Records contained in a dataset:

────────────────────────────────────────

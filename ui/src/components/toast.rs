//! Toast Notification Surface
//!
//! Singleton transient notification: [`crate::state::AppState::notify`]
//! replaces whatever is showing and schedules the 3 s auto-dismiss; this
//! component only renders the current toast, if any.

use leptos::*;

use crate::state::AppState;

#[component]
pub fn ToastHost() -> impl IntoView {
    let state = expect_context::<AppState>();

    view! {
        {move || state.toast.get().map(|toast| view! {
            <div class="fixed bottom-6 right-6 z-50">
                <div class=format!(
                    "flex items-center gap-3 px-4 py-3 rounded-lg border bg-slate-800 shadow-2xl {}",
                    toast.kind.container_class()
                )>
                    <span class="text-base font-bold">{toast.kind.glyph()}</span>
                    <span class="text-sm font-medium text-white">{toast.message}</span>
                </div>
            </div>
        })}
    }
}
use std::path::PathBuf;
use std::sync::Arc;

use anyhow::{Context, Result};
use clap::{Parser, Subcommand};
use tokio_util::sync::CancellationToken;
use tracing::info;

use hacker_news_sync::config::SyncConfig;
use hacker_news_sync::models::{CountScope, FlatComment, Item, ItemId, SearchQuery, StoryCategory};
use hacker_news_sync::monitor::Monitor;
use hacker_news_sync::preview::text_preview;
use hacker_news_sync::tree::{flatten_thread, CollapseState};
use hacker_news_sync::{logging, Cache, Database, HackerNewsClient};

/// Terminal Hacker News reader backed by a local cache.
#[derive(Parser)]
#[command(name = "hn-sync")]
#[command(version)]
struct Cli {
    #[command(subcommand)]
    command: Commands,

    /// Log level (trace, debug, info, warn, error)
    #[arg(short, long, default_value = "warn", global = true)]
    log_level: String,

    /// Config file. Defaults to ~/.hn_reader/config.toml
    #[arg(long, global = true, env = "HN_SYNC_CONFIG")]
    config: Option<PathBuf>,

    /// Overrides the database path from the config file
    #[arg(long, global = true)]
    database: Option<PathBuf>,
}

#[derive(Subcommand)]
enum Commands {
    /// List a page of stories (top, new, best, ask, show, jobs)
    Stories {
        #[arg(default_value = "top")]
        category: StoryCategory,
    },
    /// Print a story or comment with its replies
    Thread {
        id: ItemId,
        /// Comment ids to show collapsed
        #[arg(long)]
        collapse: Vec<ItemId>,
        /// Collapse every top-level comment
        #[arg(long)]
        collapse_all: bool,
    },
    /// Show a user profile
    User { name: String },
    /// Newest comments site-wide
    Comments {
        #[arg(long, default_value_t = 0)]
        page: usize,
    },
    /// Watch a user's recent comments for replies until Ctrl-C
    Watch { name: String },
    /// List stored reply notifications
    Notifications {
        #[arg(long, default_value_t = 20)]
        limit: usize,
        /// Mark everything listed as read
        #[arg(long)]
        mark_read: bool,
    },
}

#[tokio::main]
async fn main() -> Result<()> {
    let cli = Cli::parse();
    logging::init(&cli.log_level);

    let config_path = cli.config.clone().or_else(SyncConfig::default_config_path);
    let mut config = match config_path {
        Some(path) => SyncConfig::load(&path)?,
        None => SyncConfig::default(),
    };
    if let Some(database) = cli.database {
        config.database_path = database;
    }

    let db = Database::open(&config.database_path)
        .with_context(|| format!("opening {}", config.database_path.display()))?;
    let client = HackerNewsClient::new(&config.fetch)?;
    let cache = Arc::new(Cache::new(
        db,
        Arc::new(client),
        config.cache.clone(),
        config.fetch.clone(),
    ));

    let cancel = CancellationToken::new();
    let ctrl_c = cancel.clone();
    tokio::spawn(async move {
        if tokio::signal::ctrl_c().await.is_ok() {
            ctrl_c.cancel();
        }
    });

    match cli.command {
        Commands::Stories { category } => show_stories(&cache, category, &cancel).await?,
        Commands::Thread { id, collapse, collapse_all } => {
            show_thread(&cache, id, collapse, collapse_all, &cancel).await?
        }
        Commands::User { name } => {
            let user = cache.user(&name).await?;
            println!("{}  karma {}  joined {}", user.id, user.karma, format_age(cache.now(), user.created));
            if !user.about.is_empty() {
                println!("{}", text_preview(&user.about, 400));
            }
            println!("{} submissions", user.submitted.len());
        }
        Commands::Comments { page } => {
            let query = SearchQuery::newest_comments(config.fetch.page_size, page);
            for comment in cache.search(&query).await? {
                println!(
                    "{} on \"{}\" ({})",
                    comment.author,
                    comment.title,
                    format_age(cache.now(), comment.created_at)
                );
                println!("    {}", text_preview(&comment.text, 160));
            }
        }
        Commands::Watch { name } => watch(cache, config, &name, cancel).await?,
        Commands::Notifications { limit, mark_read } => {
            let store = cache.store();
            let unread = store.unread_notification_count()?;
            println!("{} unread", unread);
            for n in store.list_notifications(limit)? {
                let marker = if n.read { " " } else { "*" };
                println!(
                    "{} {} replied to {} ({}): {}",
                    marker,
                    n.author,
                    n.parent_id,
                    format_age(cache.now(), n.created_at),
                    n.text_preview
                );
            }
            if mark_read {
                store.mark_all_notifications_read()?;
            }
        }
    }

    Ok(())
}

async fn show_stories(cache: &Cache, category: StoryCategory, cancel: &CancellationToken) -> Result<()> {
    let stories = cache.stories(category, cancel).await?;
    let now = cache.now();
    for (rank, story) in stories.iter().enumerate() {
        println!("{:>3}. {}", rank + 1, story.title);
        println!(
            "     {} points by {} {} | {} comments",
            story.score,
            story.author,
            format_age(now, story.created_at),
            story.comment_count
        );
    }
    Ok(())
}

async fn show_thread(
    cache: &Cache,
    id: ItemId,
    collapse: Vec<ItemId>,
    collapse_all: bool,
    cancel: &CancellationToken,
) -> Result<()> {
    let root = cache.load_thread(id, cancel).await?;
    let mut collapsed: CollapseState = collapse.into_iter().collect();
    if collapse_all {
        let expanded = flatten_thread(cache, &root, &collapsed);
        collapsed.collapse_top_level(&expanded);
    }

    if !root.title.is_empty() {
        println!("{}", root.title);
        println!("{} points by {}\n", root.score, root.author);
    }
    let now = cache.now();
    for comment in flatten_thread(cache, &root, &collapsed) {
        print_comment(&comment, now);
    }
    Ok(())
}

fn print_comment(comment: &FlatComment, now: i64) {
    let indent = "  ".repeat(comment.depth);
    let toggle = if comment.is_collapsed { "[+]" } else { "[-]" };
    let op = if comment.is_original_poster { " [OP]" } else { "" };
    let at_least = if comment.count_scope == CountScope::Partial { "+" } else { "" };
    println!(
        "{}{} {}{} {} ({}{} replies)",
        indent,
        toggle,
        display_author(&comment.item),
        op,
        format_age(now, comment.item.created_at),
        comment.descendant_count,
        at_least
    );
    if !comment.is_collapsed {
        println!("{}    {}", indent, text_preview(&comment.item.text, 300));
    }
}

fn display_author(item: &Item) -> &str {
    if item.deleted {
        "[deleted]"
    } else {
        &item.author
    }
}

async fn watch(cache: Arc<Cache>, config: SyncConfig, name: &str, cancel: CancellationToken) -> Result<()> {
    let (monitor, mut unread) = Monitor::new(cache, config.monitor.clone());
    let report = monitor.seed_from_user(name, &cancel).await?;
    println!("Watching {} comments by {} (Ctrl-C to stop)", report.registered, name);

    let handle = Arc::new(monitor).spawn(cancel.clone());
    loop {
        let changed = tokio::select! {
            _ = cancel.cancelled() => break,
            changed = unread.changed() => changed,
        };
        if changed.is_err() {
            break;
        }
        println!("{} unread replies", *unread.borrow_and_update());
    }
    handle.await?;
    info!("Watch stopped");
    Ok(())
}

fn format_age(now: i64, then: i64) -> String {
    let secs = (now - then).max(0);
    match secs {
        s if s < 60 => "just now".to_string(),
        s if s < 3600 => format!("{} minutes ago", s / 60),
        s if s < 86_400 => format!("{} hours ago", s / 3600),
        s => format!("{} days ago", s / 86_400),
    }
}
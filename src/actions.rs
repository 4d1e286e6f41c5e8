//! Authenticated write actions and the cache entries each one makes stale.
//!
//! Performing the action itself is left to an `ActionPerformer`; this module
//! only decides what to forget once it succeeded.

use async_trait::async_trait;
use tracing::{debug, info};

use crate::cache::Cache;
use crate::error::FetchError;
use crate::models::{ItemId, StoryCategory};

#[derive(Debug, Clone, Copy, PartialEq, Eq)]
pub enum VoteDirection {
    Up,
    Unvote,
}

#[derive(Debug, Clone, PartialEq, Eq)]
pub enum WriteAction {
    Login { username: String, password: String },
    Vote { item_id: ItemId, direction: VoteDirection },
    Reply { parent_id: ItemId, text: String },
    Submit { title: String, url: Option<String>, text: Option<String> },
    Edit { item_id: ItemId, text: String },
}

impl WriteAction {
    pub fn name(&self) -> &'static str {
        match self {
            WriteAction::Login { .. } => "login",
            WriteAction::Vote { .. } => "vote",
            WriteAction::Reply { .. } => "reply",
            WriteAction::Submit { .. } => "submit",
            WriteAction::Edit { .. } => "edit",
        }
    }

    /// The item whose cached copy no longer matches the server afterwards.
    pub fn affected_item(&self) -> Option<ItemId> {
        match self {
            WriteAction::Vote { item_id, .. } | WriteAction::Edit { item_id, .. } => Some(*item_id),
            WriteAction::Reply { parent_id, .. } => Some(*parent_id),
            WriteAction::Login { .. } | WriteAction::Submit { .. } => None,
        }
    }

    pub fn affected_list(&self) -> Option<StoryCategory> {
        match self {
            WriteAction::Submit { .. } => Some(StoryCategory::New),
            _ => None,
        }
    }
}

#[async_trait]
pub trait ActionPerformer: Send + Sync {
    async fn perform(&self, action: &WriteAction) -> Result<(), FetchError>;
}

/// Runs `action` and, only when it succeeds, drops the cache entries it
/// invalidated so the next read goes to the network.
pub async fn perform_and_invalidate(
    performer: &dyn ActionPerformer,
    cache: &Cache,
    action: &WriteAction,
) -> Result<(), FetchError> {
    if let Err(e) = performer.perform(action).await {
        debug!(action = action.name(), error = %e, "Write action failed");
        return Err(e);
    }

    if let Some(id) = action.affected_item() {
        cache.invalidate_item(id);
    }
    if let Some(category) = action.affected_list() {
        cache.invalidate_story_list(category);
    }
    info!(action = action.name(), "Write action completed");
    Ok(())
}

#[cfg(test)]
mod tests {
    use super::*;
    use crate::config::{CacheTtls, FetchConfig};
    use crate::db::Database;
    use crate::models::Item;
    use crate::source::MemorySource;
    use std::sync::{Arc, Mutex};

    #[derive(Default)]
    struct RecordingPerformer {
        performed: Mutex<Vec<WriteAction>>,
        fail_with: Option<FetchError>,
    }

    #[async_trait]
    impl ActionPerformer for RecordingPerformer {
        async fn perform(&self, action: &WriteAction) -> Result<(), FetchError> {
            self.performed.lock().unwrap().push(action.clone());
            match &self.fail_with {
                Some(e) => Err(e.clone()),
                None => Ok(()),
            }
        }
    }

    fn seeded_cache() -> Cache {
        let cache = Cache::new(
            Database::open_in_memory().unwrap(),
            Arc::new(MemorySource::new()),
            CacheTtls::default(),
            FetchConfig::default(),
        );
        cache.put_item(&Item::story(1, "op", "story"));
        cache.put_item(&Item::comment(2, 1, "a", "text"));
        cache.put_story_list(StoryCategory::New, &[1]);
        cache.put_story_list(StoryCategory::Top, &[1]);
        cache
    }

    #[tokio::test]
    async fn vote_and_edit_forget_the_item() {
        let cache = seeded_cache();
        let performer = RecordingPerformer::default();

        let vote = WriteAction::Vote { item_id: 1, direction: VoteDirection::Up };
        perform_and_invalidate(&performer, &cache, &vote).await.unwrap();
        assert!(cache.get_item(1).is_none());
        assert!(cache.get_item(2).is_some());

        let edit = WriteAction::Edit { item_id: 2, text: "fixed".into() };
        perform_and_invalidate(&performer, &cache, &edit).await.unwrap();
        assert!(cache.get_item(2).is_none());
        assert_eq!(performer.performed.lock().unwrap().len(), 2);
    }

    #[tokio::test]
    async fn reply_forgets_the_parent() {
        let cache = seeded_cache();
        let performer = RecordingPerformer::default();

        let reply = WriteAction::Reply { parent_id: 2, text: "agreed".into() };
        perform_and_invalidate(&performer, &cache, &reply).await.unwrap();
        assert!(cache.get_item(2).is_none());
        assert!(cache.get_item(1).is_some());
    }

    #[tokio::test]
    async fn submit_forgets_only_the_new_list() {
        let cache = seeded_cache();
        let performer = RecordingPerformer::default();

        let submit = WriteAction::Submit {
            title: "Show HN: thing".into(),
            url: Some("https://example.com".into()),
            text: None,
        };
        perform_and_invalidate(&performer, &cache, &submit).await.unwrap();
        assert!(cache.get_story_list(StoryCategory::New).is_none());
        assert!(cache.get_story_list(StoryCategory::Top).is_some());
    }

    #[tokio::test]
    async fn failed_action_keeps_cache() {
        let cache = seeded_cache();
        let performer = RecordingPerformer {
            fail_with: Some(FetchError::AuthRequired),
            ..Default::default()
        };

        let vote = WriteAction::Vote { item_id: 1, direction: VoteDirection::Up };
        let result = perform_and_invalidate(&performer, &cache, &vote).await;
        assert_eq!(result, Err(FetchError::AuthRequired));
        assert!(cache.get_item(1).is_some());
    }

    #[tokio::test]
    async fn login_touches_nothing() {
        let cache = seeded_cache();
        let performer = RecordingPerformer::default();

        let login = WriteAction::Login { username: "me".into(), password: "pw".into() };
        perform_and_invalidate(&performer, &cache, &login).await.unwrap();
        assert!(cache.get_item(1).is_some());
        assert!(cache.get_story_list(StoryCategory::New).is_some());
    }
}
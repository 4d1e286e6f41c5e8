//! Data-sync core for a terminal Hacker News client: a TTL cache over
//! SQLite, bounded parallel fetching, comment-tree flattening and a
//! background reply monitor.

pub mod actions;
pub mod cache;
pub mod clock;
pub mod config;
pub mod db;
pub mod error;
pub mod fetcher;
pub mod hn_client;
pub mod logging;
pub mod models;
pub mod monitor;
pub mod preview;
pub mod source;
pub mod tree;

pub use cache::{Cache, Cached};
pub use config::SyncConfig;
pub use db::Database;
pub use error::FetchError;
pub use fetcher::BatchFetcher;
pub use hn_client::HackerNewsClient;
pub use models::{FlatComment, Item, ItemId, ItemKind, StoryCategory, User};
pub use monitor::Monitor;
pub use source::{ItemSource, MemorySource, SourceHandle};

────────────────────────────────────────

[ASSIGNMENT]: Wherever the word "SearchQuery" appears in a line of the data, copy that line.

[EXERCISE SOLUTION]:
use hacker_news_sync::models::{CountScope, FlatComment, Item, ItemId, SearchQuery, StoryCategory};
            let query = SearchQuery::newest_comments(config.fetch.page_size, page);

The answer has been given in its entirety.